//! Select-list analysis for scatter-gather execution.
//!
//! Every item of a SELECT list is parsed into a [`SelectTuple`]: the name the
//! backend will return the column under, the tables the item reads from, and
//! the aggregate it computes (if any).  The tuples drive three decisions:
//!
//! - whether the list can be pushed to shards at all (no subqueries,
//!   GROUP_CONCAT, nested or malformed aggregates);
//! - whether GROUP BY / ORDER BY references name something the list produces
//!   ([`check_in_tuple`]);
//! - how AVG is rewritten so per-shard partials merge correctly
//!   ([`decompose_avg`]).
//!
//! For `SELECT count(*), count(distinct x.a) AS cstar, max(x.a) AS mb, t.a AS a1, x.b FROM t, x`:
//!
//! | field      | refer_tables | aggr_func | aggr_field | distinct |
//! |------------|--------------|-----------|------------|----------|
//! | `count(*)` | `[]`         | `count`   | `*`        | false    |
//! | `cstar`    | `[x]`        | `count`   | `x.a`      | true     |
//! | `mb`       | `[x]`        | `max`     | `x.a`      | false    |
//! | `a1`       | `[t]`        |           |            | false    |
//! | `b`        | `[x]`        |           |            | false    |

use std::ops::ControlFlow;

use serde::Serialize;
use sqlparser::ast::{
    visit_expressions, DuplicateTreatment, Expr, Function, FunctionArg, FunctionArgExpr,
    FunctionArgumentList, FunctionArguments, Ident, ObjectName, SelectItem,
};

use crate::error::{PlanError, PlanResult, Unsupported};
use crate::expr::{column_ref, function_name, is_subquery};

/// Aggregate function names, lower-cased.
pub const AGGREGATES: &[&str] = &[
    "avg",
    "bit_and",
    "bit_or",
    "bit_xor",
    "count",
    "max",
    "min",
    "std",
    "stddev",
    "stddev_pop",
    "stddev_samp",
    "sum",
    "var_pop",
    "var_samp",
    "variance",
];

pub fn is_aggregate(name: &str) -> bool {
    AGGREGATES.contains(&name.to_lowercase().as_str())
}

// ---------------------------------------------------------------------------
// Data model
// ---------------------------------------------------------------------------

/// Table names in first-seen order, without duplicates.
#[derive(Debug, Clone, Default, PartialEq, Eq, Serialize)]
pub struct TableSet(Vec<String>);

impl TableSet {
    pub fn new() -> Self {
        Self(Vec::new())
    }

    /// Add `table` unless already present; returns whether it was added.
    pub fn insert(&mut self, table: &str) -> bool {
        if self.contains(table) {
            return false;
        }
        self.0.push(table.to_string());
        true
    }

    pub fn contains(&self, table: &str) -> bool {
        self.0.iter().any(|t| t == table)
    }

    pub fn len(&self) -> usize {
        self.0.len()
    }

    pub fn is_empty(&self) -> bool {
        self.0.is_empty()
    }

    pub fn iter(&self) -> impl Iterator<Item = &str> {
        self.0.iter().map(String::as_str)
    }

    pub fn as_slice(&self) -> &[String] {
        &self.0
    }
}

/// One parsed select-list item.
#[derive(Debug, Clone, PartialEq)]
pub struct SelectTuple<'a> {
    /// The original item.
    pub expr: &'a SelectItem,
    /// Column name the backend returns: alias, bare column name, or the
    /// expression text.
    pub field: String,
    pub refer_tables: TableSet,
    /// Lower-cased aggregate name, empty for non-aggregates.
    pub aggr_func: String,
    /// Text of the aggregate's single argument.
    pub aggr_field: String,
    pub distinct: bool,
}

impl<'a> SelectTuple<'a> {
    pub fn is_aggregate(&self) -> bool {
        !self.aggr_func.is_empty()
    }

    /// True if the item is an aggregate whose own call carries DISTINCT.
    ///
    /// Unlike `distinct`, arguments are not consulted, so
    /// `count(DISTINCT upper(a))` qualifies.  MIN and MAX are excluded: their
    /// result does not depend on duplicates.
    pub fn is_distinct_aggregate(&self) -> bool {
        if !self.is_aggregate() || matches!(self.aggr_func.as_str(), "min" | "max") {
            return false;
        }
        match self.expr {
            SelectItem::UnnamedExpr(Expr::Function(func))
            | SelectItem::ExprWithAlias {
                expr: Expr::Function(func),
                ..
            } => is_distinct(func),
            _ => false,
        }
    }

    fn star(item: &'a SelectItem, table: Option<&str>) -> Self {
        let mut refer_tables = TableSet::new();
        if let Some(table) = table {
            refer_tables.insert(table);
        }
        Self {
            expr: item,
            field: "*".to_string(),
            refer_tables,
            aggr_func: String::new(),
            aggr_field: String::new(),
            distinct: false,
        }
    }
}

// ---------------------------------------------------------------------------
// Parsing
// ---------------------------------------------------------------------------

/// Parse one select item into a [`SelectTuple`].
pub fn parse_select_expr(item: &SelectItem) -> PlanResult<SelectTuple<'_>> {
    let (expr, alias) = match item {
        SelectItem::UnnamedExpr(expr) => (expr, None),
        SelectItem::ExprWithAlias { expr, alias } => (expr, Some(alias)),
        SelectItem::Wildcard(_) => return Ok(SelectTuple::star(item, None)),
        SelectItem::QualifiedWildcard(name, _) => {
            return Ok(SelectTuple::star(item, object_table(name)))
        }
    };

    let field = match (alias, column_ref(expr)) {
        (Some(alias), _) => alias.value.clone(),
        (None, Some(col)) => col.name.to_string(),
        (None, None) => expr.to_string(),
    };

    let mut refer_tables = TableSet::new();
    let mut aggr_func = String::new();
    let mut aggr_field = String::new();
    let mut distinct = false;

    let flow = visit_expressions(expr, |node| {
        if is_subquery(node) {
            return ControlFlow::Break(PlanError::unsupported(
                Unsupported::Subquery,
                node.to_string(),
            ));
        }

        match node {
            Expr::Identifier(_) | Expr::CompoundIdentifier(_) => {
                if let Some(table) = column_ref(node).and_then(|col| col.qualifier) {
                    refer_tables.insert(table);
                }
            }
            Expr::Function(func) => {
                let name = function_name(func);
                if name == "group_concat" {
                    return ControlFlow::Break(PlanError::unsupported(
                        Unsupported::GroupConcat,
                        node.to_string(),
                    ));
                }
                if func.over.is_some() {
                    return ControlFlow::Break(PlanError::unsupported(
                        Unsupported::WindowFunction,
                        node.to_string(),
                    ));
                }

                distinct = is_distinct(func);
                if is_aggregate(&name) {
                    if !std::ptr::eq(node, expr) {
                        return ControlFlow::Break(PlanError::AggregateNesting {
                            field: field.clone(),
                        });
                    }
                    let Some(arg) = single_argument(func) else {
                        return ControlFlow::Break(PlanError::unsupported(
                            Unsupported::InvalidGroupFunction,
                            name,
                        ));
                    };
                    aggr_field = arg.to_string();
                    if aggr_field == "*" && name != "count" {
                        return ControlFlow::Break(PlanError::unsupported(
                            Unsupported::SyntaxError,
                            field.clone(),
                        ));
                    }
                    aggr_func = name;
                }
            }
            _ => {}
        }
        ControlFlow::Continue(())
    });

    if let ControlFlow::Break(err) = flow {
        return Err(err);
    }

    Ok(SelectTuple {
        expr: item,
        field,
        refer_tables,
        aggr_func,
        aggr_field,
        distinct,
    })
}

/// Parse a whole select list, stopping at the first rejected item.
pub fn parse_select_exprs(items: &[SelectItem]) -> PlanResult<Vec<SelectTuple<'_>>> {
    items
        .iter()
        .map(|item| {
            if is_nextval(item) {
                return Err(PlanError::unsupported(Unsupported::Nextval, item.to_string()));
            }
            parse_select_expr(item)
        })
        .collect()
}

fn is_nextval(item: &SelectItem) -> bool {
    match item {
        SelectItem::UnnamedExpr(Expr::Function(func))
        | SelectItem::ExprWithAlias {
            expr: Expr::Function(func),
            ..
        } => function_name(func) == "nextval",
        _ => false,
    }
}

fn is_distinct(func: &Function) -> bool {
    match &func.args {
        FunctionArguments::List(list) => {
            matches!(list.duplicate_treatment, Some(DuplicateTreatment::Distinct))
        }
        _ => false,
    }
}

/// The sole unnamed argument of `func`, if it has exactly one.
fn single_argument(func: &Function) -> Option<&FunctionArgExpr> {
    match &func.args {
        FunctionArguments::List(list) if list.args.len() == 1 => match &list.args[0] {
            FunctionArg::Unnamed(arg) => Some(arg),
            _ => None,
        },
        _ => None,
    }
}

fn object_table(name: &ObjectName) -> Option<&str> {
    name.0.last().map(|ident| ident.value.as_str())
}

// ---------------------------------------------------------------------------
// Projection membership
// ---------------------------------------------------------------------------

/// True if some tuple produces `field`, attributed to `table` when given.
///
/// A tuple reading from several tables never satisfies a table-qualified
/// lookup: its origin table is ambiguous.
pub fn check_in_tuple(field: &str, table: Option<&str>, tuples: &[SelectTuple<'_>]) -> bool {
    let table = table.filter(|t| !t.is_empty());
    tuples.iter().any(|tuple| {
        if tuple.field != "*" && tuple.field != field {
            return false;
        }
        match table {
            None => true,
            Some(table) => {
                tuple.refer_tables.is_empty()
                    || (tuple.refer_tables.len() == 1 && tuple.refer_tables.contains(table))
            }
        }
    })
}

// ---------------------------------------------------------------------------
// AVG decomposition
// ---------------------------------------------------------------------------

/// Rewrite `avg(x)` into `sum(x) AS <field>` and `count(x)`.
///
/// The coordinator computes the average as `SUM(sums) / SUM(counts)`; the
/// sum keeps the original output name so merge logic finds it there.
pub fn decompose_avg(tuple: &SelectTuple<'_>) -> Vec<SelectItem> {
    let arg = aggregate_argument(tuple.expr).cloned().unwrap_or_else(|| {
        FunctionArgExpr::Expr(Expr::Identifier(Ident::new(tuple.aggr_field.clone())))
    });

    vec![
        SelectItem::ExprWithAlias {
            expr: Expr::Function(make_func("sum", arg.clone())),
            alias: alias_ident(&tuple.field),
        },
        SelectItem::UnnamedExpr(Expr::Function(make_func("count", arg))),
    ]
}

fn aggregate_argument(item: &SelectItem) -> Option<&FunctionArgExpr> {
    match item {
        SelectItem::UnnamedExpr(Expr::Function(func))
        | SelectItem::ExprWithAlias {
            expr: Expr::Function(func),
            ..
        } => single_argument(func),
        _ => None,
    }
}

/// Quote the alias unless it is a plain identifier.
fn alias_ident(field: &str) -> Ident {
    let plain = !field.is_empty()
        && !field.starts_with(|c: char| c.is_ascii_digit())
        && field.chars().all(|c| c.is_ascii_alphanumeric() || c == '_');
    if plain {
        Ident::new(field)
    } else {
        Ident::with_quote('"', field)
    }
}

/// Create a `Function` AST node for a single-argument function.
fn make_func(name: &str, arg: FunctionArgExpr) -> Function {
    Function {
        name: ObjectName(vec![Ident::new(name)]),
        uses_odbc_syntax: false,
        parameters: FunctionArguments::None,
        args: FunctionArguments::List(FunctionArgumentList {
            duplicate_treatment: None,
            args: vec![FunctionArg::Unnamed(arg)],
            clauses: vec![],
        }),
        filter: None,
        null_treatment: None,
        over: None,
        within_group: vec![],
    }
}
------------------------------
Scan the records above for the string "whether", then copy each line where it turns up.

//! - whether the list can be pushed to shards at all (no subqueries,
//! - whether GROUP BY / ORDER BY references name something the list produces
    /// Add `table` unless already present; returns whether it was added.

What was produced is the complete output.